*WHAT YOU ARE ASKED TO DO:*
Output every record exactly, and nothing more.

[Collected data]
------
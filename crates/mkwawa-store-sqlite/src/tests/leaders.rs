use mkwawa_core::{
  Error as CoreError, ids,
  leader::{LeaderForm, LeaderQuery, Occupation},
  member::{Gender, MemberQuery},
  settings::CellForm,
  store::ParishStore,
};
use uuid::Uuid;

use super::{core, d, member, member_form, outstation, store};
use crate::encode::encode_uuid;

fn form(member: Uuid, occupation: Occupation, outstation_id: Option<Uuid>) -> LeaderForm {
  LeaderForm {
    church_member_id: member,
    occupation,
    start_date: d(2019, 1, 6),
    responsibilities: "Leads Sunday worship".into(),
    outstation_id,
  }
}

#[tokio::test]
async fn saving_a_leader_flags_the_member() {
  let s = store().await;
  let m = member(&s, "Elia Swai", Gender::Male, "255713000001").await;
  let leader = s.upsert_leader(form(m.id, Occupation::Elder, None)).await.unwrap();
  assert!(ids::is_leader_id(&leader.leader_id));
  assert_eq!(leader.church_member_id, m.id);

  let m = s.get_member(m.id).await.unwrap().unwrap();
  assert!(m.is_leader);

  let view = s.get_leader(leader.id).await.unwrap().unwrap();
  assert_eq!(view.full_name, "Elia Swai");
  assert_eq!(view.leader.occupation, Occupation::Elder);
}

#[tokio::test]
async fn only_flagged_members_are_listed() {
  let s = store().await;
  let m = member(&s, "Elia", Gender::Male, "255713000003").await;
  s.upsert_leader(form(m.id, Occupation::Elder, None)).await.unwrap();
  s.execute_batch(format!("UPDATE members SET is_leader = 0 WHERE id = '{}'", encode_uuid(m.id)))
    .await
    .unwrap();
  assert!(s.list_leaders(LeaderQuery::default()).await.unwrap().is_empty());
}

#[tokio::test]
async fn saving_again_updates_in_place() {
  let s = store().await;
  let m = member(&s, "Elia", Gender::Male, "255713000002").await;
  let first = s.upsert_leader(form(m.id, Occupation::Elder, None)).await.unwrap();
  s.save_time_in_service(first.id, "2 years".into()).await.unwrap();

  let second = s.upsert_leader(form(m.id, Occupation::Secretary, None)).await.unwrap();
  assert_eq!(second.id, first.id);
  assert_eq!(second.leader_id, first.leader_id);
  assert_eq!(second.occupation, Occupation::Secretary);
  assert_eq!(second.time_in_service, None);
  assert_eq!(s.list_leaders(LeaderQuery::default()).await.unwrap().len(), 1);
}

#[tokio::test]
async fn evangelist_needs_an_outstation() {
  let s = store().await;
  let m = member(&s, "Elia", Gender::Male, "255713000003").await;
  let err = s.upsert_leader(form(m.id, Occupation::Evangelist, None)).await.unwrap_err();
  assert!(matches!(core(err), CoreError::EvangelistOutstationRequired));
  assert!(!s.get_member(m.id).await.unwrap().unwrap().is_leader);

  let os = outstation(&s, "Kihesa").await;
  let leader = s
    .upsert_leader(form(m.id, Occupation::Evangelist, Some(os.id)))
    .await
    .unwrap();
  assert_eq!(leader.outstation_id, Some(os.id));
}

#[tokio::test]
async fn unknown_member_is_not_found() {
  let s = store().await;
  let err = s
    .upsert_leader(form(Uuid::new_v4(), Occupation::Deacon, None))
    .await
    .unwrap_err();
  assert!(matches!(core(err), CoreError::NotFound { entity: "member", .. }));
}

#[tokio::test]
async fn list_filters_by_occupation_gender_and_outstation() {
  let s = store().await;
  let os = outstation(&s, "Kihesa").await;
  let cell = s
    .create_cell(CellForm {
      name:          "Jumuiya 2".into(),
      outstation_id: os.id,
      description:   None,
      location:      "Kihesa".into(),
    })
    .await
    .unwrap();

  let a = member(&s, "Amina", Gender::Female, "255713000010").await;
  let b = member(&s, "Bakari", Gender::Male, "255713000011").await;
  let mut in_cell = member_form("Consolata", Gender::Female, "255713000012");
  in_cell.cell_id = Some(cell.id);
  let c = s
    .create_member(in_cell, mkwawa_core::member::MemberStatus::Active)
    .await
    .unwrap();

  s.upsert_leader(form(a.id, Occupation::ChildrensPastor, None)).await.unwrap();
  s.upsert_leader(form(b.id, Occupation::Evangelist, Some(os.id))).await.unwrap();
  s.upsert_leader(form(c.id, Occupation::Deacon, None)).await.unwrap();

  let all = s.list_leaders(LeaderQuery::default()).await.unwrap();
  let names: Vec<_> = all.iter().map(|v| v.full_name.as_str()).collect();
  assert_eq!(names, ["Amina", "Bakari", "Consolata"]);

  let pastors = LeaderQuery { occupation: Some(Occupation::ChildrensPastor), ..Default::default() };
  assert_eq!(s.list_leaders(pastors).await.unwrap()[0].full_name, "Amina");

  let women = LeaderQuery { gender: Some(Gender::Female), ..Default::default() };
  assert_eq!(s.list_leaders(women).await.unwrap().len(), 2);

  let at_outstation = LeaderQuery { outstation_id: Some(os.id), ..Default::default() };
  let names: Vec<_> = s
    .list_leaders(at_outstation)
    .await
    .unwrap()
    .into_iter()
    .map(|v| v.full_name)
    .collect();
  assert_eq!(names, ["Bakari", "Consolata"]);
}

#[tokio::test]
async fn deleting_leader_clears_the_flag() {
  let s = store().await;
  let m = member(&s, "Elia", Gender::Male, "255713000020").await;
  let leader = s.upsert_leader(form(m.id, Occupation::Elder, None)).await.unwrap();
  s.delete_leader(leader.id).await.unwrap();

  assert!(s.get_leader(leader.id).await.unwrap().is_none());
  let leaders = MemberQuery { is_leader: Some(true), ..Default::default() };
  assert!(s.list_members(leaders).await.unwrap().is_empty());
}

#[tokio::test]
async fn deleting_member_removes_leader_record() {
  let s = store().await;
  let m = member(&s, "Elia", Gender::Male, "255713000030").await;
  let leader = s.upsert_leader(form(m.id, Occupation::Elder, None)).await.unwrap();
  s.delete_member(m.id).await.unwrap();
  assert!(s.get_leader(leader.id).await.unwrap().is_none());
}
------
*OUTPUT:*
filename crates/mkwawa-store-sqlite/src/tests/leaders.rs
use mkwawa_core::{
  Error as CoreError, ids,
  leader::{LeaderForm, LeaderQuery, Occupation},
  member::{Gender, MemberQuery},
  settings::CellForm,
  store::ParishStore,
};
use uuid::Uuid;

use super::{core, d, member, member_form, outstation, store};
use crate::encode::encode_uuid;

fn form(member: Uuid, occupation: Occupation, outstation_id: Option<Uuid>) -> LeaderForm {
  LeaderForm {
    church_member_id: member,
    occupation,
    start_date: d(2019, 1, 6),
    responsibilities: "Leads Sunday worship".into(),
    outstation_id,
  }
}

#[tokio::test]
async fn saving_a_leader_flags_the_member() {
  let s = store().await;
  let m = member(&s, "Elia Swai", Gender::Male, "255713000001").await;
  let leader = s.upsert_leader(form(m.id, Occupation::Elder, None)).await.unwrap();
  assert!(ids::is_leader_id(&leader.leader_id));
  assert_eq!(leader.church_member_id, m.id);

  let m = s.get_member(m.id).await.unwrap().unwrap();
  assert!(m.is_leader);

  let view = s.get_leader(leader.id).await.unwrap().unwrap();
  assert_eq!(view.full_name, "Elia Swai");
  assert_eq!(view.leader.occupation, Occupation::Elder);
}

#[tokio::test]
async fn only_flagged_members_are_listed() {
  let s = store().await;
  let m = member(&s, "Elia", Gender::Male, "255713000003").await;
  s.upsert_leader(form(m.id, Occupation::Elder, None)).await.unwrap();
  s.execute_batch(format!("UPDATE members SET is_leader = 0 WHERE id = '{}'", encode_uuid(m.id)))
    .await
    .unwrap();
  assert!(s.list_leaders(LeaderQuery::default()).await.unwrap().is_empty());
}

#[tokio::test]
async fn saving_again_updates_in_place() {
  let s = store().await;
  let m = member(&s, "Elia", Gender::Male, "255713000002").await;
  let first = s.upsert_leader(form(m.id, Occupation::Elder, None)).await.unwrap();
  s.save_time_in_service(first.id, "2 years".into()).await.unwrap();

  let second = s.upsert_leader(form(m.id, Occupation::Secretary, None)).await.unwrap();
  assert_eq!(second.id, first.id);
  assert_eq!(second.leader_id, first.leader_id);
  assert_eq!(second.occupation, Occupation::Secretary);
  assert_eq!(second.time_in_service, None);
  assert_eq!(s.list_leaders(LeaderQuery::default()).await.unwrap().len(), 1);
}

#[tokio::test]
async fn evangelist_needs_an_outstation() {
  let s = store().await;
  let m = member(&s, "Elia", Gender::Male, "255713000003").await;
  let err = s.upsert_leader(form(m.id, Occupation::Evangelist, None)).await.unwrap_err();
  assert!(matches!(core(err), CoreError::EvangelistOutstationRequired));
  assert!(!s.get_member(m.id).await.unwrap().unwrap().is_leader);

  let os = outstation(&s, "Kihesa").await;
  let leader = s
    .upsert_leader(form(m.id, Occupation::Evangelist, Some(os.id)))
    .await
    .unwrap();
  assert_eq!(leader.outstation_id, Some(os.id));
}

#[tokio::test]
async fn unknown_member_is_not_found() {
  let s = store().await;
  let err = s
    .upsert_leader(form(Uuid::new_v4(), Occupation::Deacon, None))
    .await
    .unwrap_err();
  assert!(matches!(core(err), CoreError::NotFound { entity: "member", .. }));
}

#[tokio::test]
async fn list_filters_by_occupation_gender_and_outstation() {
  let s = store().await;
  let os = outstation(&s, "Kihesa").await;
  let cell = s
    .create_cell(CellForm {
      name:          "Jumuiya 2".into(),
      outstation_id: os.id,
      description:   None,
      location:      "Kihesa".into(),
    })
    .await
    .unwrap();

  let a = member(&s, "Amina", Gender::Female, "255713000010").await;
  let b = member(&s, "Bakari", Gender::Male, "255713000011").await;
  let mut in_cell = member_form("Consolata", Gender::Female, "255713000012");
  in_cell.cell_id = Some(cell.id);
  let c = s
    .create_member(in_cell, mkwawa_core::member::MemberStatus::Active)
    .await
    .unwrap();

  s.upsert_leader(form(a.id, Occupation::ChildrensPastor, None)).await.unwrap();
  s.upsert_leader(form(b.id, Occupation::Evangelist, Some(os.id))).await.unwrap();
  s.upsert_leader(form(c.id, Occupation::Deacon, None)).await.unwrap();

  let all = s.list_leaders(LeaderQuery::default()).await.unwrap();
  let names: Vec<_> = all.iter().map(|v| v.full_name.as_str()).collect();
  assert_eq!(names, ["Amina", "Bakari", "Consolata"]);

  let pastors = LeaderQuery { occupation: Some(Occupation::ChildrensPastor), ..Default::default() };
  assert_eq!(s.list_leaders(pastors).await.unwrap()[0].full_name, "Amina");

  let women = LeaderQuery { gender: Some(Gender::Female), ..Default::default() };
  assert_eq!(s.list_leaders(women).await.unwrap().len(), 2);

  let at_outstation = LeaderQuery { outstation_id: Some(os.id), ..Default::default() };
  let names: Vec<_> = s
    .list_leaders(at_outstation)
    .await
    .unwrap()
    .into_iter()
    .map(|v| v.full_name)
    .collect();
  assert_eq!(names, ["Bakari", "Consolata"]);
}

#[tokio::test]
async fn deleting_leader_clears_the_flag() {
  let s = store().await;
  let m = member(&s, "Elia", Gender::Male, "255713000020").await;
  let leader = s.upsert_leader(form(m.id, Occupation::Elder, None)).await.unwrap();
  s.delete_leader(leader.id).await.unwrap();

  assert!(s.get_leader(leader.id).await.unwrap().is_none());
  let leaders = MemberQuery { is_leader: Some(true), ..Default::default() };
  assert!(s.list_members(leaders).await.unwrap().is_empty());
}

#[tokio::test]
async fn deleting_member_removes_leader_record() {
  let s = store().await;
  let m = member(&s, "Elia", Gender::Male, "255713000030").await;
  let leader = s.upsert_leader(form(m.id, Occupation::Elder, None)).await.unwrap();
  s.delete_member(m.id).await.unwrap();
  assert!(s.get_leader(leader.id).await.unwrap().is_none());
}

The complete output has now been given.